Saved data entries
◇ ◇ ◇ ◇ ◇ ◇ ◇
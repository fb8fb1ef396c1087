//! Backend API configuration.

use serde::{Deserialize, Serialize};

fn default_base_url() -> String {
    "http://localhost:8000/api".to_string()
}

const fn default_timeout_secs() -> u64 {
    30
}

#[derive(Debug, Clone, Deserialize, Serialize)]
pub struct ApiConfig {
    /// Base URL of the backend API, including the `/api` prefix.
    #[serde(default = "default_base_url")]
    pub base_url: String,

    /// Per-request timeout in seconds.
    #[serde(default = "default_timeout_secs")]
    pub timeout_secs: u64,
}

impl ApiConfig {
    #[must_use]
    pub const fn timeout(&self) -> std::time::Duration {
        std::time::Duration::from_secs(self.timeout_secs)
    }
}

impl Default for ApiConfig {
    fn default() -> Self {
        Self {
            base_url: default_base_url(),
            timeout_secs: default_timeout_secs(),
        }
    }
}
◇ ◇ ◇ ◇ ◇ ◇ ◇
--- YOUR TASK ---
Could you write out all of the data again, exactly as given?

--- RESPONSE ---
repository fb8fb1ef396c1087
//! Backend API configuration.

use serde::{Deserialize, Serialize};

fn default_base_url() -> String {
    "http://localhost:8000/api".to_string()
}

const fn default_timeout_secs() -> u64 {
    30
}

#[derive(Debug, Clone, Deserialize, Serialize)]
pub struct ApiConfig {
    /// Base URL of the backend API, including the `/api` prefix.
    #[serde(default = "default_base_url")]
    pub base_url: String,

    /// Per-request timeout in seconds.
    #[serde(default = "default_timeout_secs")]
    pub timeout_secs: u64,
}

impl ApiConfig {
    #[must_use]
    pub const fn timeout(&self) -> std::time::Duration {
        std::time::Duration::from_secs(self.timeout_secs)
    }
}

impl Default for ApiConfig {
    fn default() -> Self {
        Self {
            base_url: default_base_url(),
            timeout_secs: default_timeout_secs(),
        }
    }
}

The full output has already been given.